## WHAT THE TASK REQUIRES
Number of lines with "rows" in the data: give that figure by itself.

## MATERIAL FOR THIS EXERCISE
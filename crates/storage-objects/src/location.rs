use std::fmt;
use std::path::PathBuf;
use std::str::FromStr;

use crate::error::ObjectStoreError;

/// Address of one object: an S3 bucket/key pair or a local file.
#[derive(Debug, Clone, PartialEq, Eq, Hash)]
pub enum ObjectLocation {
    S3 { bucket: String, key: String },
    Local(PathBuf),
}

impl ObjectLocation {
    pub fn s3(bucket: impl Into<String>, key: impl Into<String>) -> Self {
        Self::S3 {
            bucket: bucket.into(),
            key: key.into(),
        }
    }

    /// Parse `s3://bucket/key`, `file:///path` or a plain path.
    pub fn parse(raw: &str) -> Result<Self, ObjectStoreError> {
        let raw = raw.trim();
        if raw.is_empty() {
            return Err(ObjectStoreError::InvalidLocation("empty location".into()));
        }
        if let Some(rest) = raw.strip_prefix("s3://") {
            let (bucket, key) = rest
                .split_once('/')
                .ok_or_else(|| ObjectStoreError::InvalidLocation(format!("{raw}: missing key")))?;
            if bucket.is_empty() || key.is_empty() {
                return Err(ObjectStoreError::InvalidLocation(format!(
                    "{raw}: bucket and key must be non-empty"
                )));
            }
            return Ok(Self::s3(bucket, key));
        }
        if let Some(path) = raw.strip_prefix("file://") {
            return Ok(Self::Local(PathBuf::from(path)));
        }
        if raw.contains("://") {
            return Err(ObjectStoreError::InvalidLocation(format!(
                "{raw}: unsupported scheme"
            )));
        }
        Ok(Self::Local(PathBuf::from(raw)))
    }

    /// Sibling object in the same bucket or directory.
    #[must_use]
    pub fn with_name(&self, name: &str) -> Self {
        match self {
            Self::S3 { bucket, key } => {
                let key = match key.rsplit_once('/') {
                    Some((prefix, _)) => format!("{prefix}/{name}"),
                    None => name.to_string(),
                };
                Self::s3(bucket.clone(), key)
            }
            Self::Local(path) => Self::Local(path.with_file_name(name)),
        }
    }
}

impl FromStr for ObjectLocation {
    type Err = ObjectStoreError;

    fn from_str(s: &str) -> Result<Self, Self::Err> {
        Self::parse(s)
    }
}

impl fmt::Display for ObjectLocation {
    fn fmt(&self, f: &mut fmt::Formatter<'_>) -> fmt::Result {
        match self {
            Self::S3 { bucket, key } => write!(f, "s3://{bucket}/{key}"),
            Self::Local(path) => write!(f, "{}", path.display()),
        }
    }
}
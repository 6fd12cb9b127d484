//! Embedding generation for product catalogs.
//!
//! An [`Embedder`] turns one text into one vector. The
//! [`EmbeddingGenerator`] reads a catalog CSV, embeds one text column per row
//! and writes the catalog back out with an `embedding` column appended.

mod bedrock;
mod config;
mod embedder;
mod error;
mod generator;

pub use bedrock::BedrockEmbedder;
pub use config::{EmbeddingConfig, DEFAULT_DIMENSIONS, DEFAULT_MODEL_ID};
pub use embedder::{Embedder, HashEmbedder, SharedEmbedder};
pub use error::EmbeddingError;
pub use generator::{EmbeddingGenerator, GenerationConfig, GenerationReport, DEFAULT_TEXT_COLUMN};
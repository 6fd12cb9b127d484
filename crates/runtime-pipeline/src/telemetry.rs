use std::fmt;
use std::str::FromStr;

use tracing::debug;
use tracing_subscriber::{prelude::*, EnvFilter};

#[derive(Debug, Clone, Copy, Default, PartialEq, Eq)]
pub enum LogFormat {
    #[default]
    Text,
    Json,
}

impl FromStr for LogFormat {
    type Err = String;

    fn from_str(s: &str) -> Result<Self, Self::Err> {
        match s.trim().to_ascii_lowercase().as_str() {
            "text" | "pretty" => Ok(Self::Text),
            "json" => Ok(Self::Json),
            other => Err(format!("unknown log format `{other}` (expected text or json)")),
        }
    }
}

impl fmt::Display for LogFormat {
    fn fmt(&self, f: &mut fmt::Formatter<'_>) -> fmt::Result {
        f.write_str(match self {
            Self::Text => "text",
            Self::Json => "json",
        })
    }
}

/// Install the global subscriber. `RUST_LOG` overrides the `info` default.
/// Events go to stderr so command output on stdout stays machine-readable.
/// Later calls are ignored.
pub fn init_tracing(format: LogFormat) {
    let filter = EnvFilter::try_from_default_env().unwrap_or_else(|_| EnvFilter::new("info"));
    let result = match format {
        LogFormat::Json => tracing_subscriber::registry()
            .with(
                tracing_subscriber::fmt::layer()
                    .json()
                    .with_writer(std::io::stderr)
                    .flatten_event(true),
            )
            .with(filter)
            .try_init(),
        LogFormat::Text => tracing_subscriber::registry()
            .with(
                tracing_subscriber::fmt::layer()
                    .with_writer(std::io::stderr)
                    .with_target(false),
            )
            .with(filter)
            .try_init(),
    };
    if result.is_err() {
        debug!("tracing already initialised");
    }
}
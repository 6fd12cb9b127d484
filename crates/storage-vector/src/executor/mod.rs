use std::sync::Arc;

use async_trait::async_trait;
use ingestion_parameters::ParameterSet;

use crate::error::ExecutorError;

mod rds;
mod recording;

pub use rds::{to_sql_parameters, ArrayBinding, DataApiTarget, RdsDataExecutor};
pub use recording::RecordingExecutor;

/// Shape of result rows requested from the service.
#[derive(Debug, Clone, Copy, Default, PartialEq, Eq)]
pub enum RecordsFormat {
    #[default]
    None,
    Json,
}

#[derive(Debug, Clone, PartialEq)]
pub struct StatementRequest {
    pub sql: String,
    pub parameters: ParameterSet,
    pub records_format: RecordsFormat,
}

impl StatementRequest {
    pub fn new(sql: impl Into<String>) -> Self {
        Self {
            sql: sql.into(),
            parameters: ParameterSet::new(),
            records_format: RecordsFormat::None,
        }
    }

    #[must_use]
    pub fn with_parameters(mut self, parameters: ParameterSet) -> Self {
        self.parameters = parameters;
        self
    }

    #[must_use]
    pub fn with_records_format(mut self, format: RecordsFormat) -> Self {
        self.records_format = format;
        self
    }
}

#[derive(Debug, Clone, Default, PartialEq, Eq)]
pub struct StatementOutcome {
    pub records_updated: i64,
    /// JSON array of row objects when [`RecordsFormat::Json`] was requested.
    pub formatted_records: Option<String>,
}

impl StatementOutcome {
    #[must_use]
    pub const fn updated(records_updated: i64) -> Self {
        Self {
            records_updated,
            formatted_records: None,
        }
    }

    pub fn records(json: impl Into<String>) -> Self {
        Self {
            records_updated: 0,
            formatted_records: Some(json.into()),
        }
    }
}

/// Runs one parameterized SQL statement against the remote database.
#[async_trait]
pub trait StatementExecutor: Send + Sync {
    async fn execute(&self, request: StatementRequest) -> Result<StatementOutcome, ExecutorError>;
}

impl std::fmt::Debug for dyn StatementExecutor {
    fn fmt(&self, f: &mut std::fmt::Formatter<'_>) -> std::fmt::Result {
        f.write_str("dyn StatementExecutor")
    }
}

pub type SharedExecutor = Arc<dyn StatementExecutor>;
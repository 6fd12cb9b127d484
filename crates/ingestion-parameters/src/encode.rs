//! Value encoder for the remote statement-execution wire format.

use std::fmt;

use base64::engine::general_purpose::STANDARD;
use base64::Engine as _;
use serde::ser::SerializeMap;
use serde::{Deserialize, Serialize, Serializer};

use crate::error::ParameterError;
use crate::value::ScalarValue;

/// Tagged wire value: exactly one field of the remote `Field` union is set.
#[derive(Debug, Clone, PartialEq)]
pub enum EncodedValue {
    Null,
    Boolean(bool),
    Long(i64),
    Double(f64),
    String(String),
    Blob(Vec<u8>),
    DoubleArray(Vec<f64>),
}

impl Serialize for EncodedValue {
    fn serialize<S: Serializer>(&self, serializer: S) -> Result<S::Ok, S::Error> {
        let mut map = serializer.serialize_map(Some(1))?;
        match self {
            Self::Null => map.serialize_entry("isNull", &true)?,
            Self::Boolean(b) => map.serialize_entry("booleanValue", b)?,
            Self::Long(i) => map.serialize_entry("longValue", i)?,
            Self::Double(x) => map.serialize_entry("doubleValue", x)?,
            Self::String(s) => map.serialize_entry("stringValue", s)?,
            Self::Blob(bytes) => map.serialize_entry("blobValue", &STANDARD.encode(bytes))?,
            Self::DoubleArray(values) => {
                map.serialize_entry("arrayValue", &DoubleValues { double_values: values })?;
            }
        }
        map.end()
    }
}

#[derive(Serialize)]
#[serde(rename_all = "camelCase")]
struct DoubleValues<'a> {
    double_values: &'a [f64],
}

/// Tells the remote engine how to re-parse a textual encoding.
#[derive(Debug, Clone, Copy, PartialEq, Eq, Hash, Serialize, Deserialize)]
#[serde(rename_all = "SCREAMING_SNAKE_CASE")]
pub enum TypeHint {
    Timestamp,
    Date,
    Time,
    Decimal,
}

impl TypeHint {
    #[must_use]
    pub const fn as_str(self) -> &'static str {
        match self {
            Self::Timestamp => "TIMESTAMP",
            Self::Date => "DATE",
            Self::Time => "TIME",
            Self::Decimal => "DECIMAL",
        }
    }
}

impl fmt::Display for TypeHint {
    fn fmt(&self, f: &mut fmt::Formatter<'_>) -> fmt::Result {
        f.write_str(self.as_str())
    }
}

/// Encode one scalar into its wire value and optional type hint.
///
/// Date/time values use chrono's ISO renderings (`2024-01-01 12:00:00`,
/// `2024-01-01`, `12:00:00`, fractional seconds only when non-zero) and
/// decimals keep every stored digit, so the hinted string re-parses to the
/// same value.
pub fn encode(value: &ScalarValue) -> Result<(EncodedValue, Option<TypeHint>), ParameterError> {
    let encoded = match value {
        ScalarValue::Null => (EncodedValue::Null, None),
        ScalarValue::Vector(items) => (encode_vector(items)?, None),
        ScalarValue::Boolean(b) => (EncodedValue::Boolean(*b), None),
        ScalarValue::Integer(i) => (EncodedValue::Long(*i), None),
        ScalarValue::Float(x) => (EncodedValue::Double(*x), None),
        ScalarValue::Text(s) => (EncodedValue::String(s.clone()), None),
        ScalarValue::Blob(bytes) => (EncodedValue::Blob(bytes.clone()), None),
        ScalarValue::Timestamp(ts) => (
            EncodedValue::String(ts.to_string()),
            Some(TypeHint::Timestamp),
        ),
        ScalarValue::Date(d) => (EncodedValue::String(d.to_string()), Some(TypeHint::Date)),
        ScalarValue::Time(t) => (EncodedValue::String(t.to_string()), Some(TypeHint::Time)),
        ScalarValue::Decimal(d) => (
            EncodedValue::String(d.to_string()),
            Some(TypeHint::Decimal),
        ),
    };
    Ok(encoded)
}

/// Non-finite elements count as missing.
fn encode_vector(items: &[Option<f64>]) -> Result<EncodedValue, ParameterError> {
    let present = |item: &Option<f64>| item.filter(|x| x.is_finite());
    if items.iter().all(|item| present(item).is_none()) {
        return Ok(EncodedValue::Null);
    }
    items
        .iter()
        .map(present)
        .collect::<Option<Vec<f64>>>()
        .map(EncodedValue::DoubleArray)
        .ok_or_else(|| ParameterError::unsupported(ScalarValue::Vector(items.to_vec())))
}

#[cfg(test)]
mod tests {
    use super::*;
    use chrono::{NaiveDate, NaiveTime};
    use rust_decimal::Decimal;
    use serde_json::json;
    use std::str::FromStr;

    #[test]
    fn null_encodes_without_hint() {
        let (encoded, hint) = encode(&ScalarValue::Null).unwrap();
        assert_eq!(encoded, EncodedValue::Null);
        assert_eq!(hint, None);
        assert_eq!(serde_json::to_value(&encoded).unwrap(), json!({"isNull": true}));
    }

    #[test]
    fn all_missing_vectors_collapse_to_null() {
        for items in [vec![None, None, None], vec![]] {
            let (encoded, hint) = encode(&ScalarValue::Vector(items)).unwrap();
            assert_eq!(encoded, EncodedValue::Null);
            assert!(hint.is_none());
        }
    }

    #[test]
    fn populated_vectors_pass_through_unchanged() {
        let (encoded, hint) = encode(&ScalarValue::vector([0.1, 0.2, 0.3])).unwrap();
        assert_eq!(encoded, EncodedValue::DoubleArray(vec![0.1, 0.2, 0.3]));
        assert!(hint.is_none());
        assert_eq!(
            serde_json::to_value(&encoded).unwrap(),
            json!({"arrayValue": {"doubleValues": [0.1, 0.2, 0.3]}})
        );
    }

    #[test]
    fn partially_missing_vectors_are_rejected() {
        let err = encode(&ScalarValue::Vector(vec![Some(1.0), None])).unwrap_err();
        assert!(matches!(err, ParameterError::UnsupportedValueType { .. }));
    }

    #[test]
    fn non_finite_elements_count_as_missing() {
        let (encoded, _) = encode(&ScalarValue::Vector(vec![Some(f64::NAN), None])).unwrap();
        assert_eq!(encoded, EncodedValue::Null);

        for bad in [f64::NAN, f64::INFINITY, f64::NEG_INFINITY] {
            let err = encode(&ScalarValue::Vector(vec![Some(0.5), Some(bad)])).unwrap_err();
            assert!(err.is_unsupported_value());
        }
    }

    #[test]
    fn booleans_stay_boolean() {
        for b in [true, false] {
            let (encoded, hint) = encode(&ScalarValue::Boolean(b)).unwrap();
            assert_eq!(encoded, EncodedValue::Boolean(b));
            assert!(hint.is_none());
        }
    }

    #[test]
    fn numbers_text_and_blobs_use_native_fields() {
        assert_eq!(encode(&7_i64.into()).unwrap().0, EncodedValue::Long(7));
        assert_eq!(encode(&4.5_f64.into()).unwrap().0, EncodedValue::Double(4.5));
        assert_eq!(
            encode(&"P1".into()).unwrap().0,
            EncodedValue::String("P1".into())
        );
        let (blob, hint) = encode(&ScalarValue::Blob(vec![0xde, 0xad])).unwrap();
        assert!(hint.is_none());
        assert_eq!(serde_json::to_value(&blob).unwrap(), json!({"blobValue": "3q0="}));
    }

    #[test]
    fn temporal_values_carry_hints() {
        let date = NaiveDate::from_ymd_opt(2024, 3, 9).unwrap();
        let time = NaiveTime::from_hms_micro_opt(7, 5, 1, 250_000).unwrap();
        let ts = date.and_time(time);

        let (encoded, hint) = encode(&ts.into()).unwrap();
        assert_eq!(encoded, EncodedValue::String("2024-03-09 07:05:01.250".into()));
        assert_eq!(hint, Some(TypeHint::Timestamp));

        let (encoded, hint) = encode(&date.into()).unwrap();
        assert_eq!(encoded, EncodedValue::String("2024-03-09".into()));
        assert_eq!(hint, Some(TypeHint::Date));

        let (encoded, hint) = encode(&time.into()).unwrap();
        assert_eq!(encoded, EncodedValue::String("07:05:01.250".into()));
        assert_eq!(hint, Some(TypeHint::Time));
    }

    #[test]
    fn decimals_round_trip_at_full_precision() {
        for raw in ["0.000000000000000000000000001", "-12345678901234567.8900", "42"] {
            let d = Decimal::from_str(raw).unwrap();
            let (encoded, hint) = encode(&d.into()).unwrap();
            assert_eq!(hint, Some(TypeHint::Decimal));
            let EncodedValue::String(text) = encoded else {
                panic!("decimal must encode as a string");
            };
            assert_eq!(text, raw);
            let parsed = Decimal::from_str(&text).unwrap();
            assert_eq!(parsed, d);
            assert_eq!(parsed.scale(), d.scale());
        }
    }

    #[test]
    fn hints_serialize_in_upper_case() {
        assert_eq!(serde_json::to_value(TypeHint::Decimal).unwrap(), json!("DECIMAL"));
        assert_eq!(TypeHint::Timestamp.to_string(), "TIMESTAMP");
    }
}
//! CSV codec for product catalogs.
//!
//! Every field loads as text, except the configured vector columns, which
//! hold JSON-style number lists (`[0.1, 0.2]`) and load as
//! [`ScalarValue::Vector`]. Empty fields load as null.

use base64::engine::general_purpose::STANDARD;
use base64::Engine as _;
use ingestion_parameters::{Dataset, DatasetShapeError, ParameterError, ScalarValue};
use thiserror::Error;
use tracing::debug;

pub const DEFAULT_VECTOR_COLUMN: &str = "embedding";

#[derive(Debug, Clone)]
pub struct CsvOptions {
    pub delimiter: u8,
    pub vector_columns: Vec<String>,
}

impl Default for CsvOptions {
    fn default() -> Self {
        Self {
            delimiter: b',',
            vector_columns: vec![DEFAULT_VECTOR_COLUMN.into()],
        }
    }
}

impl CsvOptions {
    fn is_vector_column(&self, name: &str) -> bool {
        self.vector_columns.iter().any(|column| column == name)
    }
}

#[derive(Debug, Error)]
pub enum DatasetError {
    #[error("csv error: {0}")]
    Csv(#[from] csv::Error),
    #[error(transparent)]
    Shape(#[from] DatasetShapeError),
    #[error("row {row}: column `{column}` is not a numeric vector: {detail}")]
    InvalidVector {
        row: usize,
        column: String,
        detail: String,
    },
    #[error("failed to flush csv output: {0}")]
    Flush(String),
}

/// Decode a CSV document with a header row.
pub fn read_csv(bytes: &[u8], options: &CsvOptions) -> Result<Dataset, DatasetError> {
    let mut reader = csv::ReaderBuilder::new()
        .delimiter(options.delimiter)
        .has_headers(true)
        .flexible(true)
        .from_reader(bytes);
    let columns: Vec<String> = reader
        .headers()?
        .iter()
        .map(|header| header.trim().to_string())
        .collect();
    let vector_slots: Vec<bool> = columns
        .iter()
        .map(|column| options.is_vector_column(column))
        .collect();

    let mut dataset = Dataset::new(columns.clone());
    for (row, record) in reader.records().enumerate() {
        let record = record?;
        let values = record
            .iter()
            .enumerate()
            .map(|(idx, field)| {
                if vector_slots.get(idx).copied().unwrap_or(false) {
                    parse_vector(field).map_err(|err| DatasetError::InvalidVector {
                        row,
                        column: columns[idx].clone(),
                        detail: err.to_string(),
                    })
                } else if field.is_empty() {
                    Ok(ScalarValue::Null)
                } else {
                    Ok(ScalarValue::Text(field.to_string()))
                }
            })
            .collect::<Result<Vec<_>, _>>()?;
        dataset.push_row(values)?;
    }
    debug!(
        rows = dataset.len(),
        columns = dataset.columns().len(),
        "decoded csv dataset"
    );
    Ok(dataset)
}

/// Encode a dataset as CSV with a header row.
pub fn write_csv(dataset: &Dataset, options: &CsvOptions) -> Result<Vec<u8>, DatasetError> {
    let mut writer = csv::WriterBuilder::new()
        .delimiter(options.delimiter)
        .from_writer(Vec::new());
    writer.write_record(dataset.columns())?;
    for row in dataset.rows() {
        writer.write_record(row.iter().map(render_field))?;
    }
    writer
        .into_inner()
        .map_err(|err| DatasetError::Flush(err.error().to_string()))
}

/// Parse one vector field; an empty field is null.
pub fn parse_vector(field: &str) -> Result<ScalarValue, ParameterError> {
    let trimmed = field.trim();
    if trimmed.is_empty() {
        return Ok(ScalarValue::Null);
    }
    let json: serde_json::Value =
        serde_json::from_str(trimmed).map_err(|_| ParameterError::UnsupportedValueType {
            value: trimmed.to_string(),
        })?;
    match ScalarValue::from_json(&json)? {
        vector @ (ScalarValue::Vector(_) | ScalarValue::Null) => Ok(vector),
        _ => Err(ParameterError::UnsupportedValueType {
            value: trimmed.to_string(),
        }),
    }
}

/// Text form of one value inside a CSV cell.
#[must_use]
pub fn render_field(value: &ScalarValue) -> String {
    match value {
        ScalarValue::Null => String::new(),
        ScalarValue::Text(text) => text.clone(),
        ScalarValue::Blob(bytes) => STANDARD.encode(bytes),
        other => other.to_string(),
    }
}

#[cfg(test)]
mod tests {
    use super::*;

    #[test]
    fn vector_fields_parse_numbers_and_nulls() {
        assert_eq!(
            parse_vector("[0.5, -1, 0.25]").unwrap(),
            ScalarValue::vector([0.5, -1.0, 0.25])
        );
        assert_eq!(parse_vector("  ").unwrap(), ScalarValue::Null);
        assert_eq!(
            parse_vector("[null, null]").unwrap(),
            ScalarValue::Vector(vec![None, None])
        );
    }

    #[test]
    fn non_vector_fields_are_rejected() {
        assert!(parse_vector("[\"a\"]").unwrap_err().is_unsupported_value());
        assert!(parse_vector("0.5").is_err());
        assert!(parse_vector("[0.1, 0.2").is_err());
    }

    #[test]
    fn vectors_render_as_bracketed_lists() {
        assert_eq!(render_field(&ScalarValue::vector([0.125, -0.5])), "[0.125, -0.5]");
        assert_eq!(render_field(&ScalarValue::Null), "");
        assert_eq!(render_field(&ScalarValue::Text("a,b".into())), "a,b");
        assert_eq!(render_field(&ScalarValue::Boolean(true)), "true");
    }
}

## EXERCISE RESULT
3